1. Categorical (e.g., Yes/No or more options)
2. Numeric (a number)

In the numeric case, the decision tree algorithm also picks the _threshold_ (e.g. 5%, 50%, etc.)

In our case here, both features are numeric. (meat & grade)

Let's apply a decision tree to our cilantro dataset.

In [None]:
tree1 = DecisionTreeClassifier(max_depth=1)

- Here, we create a `DecisionTreeClassifier` object from scikit-learn.
- We pass in parameters - these are called **hyperparameters** - in this case `max_depth=1` which means the tree can only have depth 1. (A question/tree could spread no more than `max_depth` times.)
- Next we fit to the data using `.fit()`.
- The semicolon is just cosmetic, otherwise some junk gets printed out.

In [None]:
tree1.fit(X, y);

In [None]:
display_tree(df.columns[:-1], tree1)

- This is a totally useless decision tree that predicts "Yes" for any feature.
- This happens sometimes.
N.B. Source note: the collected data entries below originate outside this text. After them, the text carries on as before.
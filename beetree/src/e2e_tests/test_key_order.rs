//! Trees opened with a custom key order keep keys in that order.

use std::cmp::Ordering;
use std::sync::Arc;

use crate::codec::{KeyOrder, Utf8};
use crate::config::TreeConfig;
use crate::storage::{Log, MemoryLog};
use crate::testing::read_keys;
use crate::tree::TreeError;
use crate::view::{Bee, ReadOptions};

/// Byte order, reversed.
struct Descending;

impl KeyOrder for Descending {
    fn id(&self) -> &str {
        "descending"
    }

    fn compare(&self, a: &[u8], b: &[u8]) -> Ordering {
        b.cmp(a)
    }
}

fn descending_bee(log: Arc<MemoryLog>, order: usize) -> Bee<Utf8, Utf8> {
    let config = TreeConfig::default().with_order(order);
    Bee::with_key_order(log, &config, Utf8, Utf8, Arc::new(Descending)).expect("open")
}

/// Keys `00..60` with every third one deleted again.
fn populated(order: usize) -> (Arc<MemoryLog>, Bee<Utf8, Utf8>, Vec<String>) {
    let log = Arc::new(MemoryLog::new());
    let db = descending_bee(log.clone(), order);
    for i in 0..60 {
        db.put(&format!("{i:02}"), &format!("v{i}")).expect("put");
    }
    for i in (0..60).step_by(3) {
        db.del(&format!("{i:02}")).expect("del");
    }
    let mut expected: Vec<String> = (0..60)
        .filter(|i| i % 3 != 0)
        .map(|i| format!("{i:02}"))
        .collect();
    expected.reverse();
    (log, db, expected)
}

#[test]
fn test_descending_order_put_get_delete() {
    for order in [3, 4, 5] {
        let (_log, db, _) = populated(order);
        for i in 0..60 {
            let entry = db.get(&format!("{i:02}")).expect("get");
            if i % 3 == 0 {
                assert!(entry.is_none(), "order {order}: {i:02} was deleted");
            } else {
                assert_eq!(entry.expect("present").value, format!("v{i}"));
            }
        }
    }
}

#[test]
fn test_descending_order_full_scan() {
    for order in [3, 4, 5] {
        let (_log, db, expected) = populated(order);
        assert_eq!(read_keys(&db, &ReadOptions::new()), expected, "order {order}");

        let mut reversed = expected.clone();
        reversed.reverse();
        assert_eq!(
            read_keys(&db, &ReadOptions::new().reverse(true)),
            reversed,
            "order {order}"
        );
    }
}

#[test]
fn test_descending_order_bounded_scan() {
    for order in [3, 4, 5] {
        let (_log, db, expected) = populated(order);

        // "40" sorts before "10" in this order.
        let bounded: Vec<String> = expected
            .iter()
            .filter(|key| key.as_str() <= "40" && key.as_str() > "10")
            .cloned()
            .collect();
        let options = ReadOptions::<str>::new().gte("40").lt("10");
        assert_eq!(read_keys(&db, &options), bounded, "order {order}");

        let mut reversed = bounded.clone();
        reversed.reverse();
        let options = ReadOptions::<str>::new().gte("40").lt("10").reverse(true);
        assert_eq!(read_keys(&db, &options), reversed, "order {order}");

        // Bounds that are empty under this order read nothing.
        let options = ReadOptions::<str>::new().gte("10").lt("40");
        assert!(read_keys(&db, &options).is_empty(), "order {order}");
    }
}

#[test]
fn test_stored_key_order_must_match() {
    let (log, _db, _) = populated(4);
    let length = log.len();

    let reopened = descending_bee(log.clone(), 8);
    assert_eq!(reopened.get("59").expect("get").expect("present").value, "v59");

    let result = Bee::with_codecs(log.clone(), &TreeConfig::default(), Utf8, Utf8);
    assert!(matches!(
        result,
        Err(TreeError::HeaderMismatch {
            field: "key order",
            ..
        })
    ));
    assert_eq!(log.len(), length);
}
//! Snapshots and checkouts: pinned, read-only views of older versions.

use crate::config::TreeConfig;
use crate::testing::{memory_bee, read_keys};
use crate::tree::{NotFound, TreeError};
use crate::view::ReadOptions;

fn bang() -> TreeConfig {
    TreeConfig::default().with_separator(b"!".to_vec())
}

#[test]
fn test_read_stream_on_sub_snapshot_returns_only_sub_keys() {
    let (_log, db) = memory_bee(&bang());
    let sub = db.sub("sub");

    db.put("a", "a").expect("put");
    sub.put("sa", "sa").expect("put");
    sub.put("sb", "sb").expect("put");

    let snapshot = sub.snapshot().expect("snapshot");

    db.put("b", "b").expect("put");

    let keys = read_keys(&snapshot, &ReadOptions::new());
    assert_eq!(keys, vec!["sa".to_string(), "sb".to_string()]);
}

#[test]
fn test_read_stream_on_double_sub_snapshot() {
    let (_log, db) = memory_bee(&bang());
    let sub = db.sub("sub");

    db.put("a", "a").expect("put");
    sub.put("sa", "sa").expect("put");
    sub.put("sb", "sb").expect("put");

    let snapshot = sub.snapshot().expect("snapshot").snapshot().expect("snapshot");

    db.put("b", "b").expect("put");
    sub.put("sc", "sc").expect("put");

    let keys = read_keys(&snapshot, &ReadOptions::new());
    assert_eq!(keys, vec!["sa".to_string(), "sb".to_string()]);
}

#[test]
fn test_snapshot_is_stable_across_overwrites_and_deletes() {
    let (_log, db) = memory_bee(&TreeConfig::default().with_order(3));
    for i in 0..40 {
        db.put(&format!("{i:02}"), "old").expect("put");
    }
    let snapshot = db.snapshot().expect("snapshot");
    let version = snapshot.version().expect("version");

    for i in 0..40 {
        if i % 2 == 0 {
            db.del(&format!("{i:02}")).expect("del");
        } else {
            db.put(&format!("{i:02}"), "new").expect("put");
        }
    }

    assert_eq!(snapshot.version().expect("version"), version);
    let values: Vec<String> = snapshot
        .read_stream(&ReadOptions::new())
        .map(|entry| entry.expect("entry").value)
        .collect();
    assert_eq!(values.len(), 40);
    assert!(values.iter().all(|value| value == "old"));

    assert_eq!(read_keys(&db, &ReadOptions::new()).len(), 20);
}

#[test]
fn test_snapshot_rejects_writes() {
    let (_log, db) = memory_bee(&TreeConfig::default());
    db.put("a", "1").expect("put");

    let snapshot = db.snapshot().expect("snapshot");
    assert!(snapshot.is_readonly());
    assert!(matches!(
        snapshot.put("b", "2"),
        Err(TreeError::ReadOnlyViolation)
    ));
    assert!(matches!(snapshot.batch(), Err(TreeError::ReadOnlyViolation)));
    assert!(!db.is_readonly());
}

#[test]
fn test_checkout_by_log_length() {
    let (log, db) = memory_bee(&TreeConfig::default());
    db.put("a", "1").expect("put");
    let first = db.version().expect("version");
    db.put("b", "2").expect("put");
    db.put("a", "3").expect("put");

    let checkout = db.checkout(first).expect("checkout");
    assert_eq!(checkout.version().expect("version"), first);
    assert_eq!(
        checkout.get("a").expect("get").expect("entry").value,
        "1".to_string()
    );
    assert!(checkout.get("b").expect("get").is_none());

    // Any length between two commits resolves to the earlier one.
    let between = db.checkout(first + 1).expect("checkout");
    assert_eq!(between.version().expect("version"), first);

    // The empty tree.
    let empty = db.checkout(0).expect("checkout");
    assert!(read_keys(&empty, &ReadOptions::new()).is_empty());

    let length = crate::storage::Log::len(log.as_ref());
    assert!(matches!(
        db.checkout(length + 1),
        Err(TreeError::NotFound(NotFound::Version { .. }))
    ));
}

#[test]
fn test_sub_of_checkout_and_checkout_of_sub_agree() {
    let (_log, db) = memory_bee(&bang());
    db.sub("s").put("x", "1").expect("put");
    let version = db.version().expect("version");
    db.sub("s").put("y", "2").expect("put");

    let a = db.checkout(version).expect("checkout").sub("s");
    let b = db.sub("s").checkout(version).expect("checkout");
    assert_eq!(read_keys(&a, &ReadOptions::new()), vec!["x".to_string()]);
    assert_eq!(read_keys(&b, &ReadOptions::new()), vec!["x".to_string()]);
}

#[test]
fn test_snapshot_reads_stay_stable_while_another_thread_commits() {
    let (_log, db) = memory_bee(&TreeConfig::default().with_order(4));
    for i in 0..50 {
        db.put(&format!("{i:02}"), "old").expect("put");
    }
    let snapshot = db.snapshot().expect("snapshot");
    let expected: Vec<String> = (0..50).map(|i| format!("{i:02}")).collect();

    let writer = {
        let db = db.clone();
        std::thread::spawn(move || {
            for round in 0..20 {
                for i in (round % 5..50).step_by(5) {
                    if round % 2 == 0 {
                        db.del(&format!("{i:02}")).expect("del");
                    } else {
                        db.put(&format!("{i:02}"), &format!("new{round}")).expect("put");
                    }
                }
                db.put(&format!("extra{round}"), "x").expect("put");
            }
        })
    };

    while !writer.is_finished() {
        let entries: Vec<(String, String)> = snapshot
            .read_stream(&ReadOptions::new())
            .map(|entry| entry.expect("entry"))
            .map(|entry| (entry.key, entry.value))
            .collect();
        assert_eq!(entries.len(), expected.len());
        assert!(entries.iter().map(|(key, _)| key).eq(expected.iter()));
        assert!(entries.iter().all(|(_, value)| value == "old"));
        assert_eq!(
            snapshot.get("07").expect("get").expect("present").value,
            "old".to_string()
        );
    }
    writer.join().expect("writer thread");

    assert_eq!(read_keys(&snapshot, &ReadOptions::new()), expected);
    assert!(db.version().expect("version") > snapshot.version().expect("version"));
    // The last round touching each residue of 5 decides it: 0, 2 and 4 end on a put.
    assert_eq!(read_keys(&db, &ReadOptions::new()).len(), 30 + 20);
}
Let's roll with it for the moment.

In [None]:
plot_classifier(X, y, tree1, ticks=True, vmin=0, vmax=1); # note to self: need to set vmin/vmax to to an issue with plot_classifier that always draws blue if all predictions are the same
plt.xlabel("Meat consumption (% days)");
plt.ylabel("Expected grade (%)");

- The background colour shows our prediction. ("Yes" here)
- We predict red (likes cilantro) for any features.
- We can get an accuracy score using `.score()` from sklearn

In [None]:
tree1.score(X, y)

- This is doing the same thing as `DummyClassifier` so we get the same score.
- We can verify this using `.predict()`

In [None]:
tree1.predict([[50, 50]])

- A 50% meat eater and 50% course grade is gonna predict Cilantro == 'Yes'

In [None]:
tree1.predict([[99,99]])

In [None]:
tree1.predict(X)

- For all the people in the class, or all the data in the data set, gonna predict 'Yes'

etc.

- Let's make the tree deeper by increasing `max_depth`.

In [None]:
tree2 = DecisionTreeClassifier(max_depth=2)
tree2.fit(X, y);

In [None]:
display_tree(df.columns[:-1], tree2)

- df.columns[:-1] means escape the last column, here means that only get 'meat' and 'grade' columns

In [None]:
plot_classifier(X, y, tree2, ticks=True, show_data=True);
plt.xlabel("Meat consumption (% days)");
plt.ylabel("Expected grade (%)");

- Let's take a moment to make sure we can correspond the tree diagram to this diagram - they are saying the same thing.

In [None]:
tree2.score(X, y)

- By the way, what does `.score()` do?
- It calls `predict` and then compares the predictions to the true labels.

In [None]:
(tree2.predict(X) == y).sum()/len(y)

Or, equivalently,

In [None]:
(tree2.predict(X) == y).mean()

In [None]:
y

Moving on to `max_depth=None`, which lets it grow the tree as much as it wants.

In [None]:
tree = DecisionTreeClassifier(max_depth=None)
tree.fit(X, y);

In [None]:
tree.predict([[90, 90]])

In [None]:
display_tree(df.columns[:-1], tree)

In [None]:
plot_classifier(X, y, tree, ticks=True);
plt.xlabel("Meat consumption (% days)");
plt.ylabel("Expected grade (%)");

In [None]:
tree.score(X, y)

The reason it's not getting 100% accuracy: instances of duplicated features

In [None]:
# it's OK if you don't understand this line
df.loc[df.duplicated(subset=df.columns[:-1], keep=False)].sort_values(by=df.columns.values.tolist()).head(20)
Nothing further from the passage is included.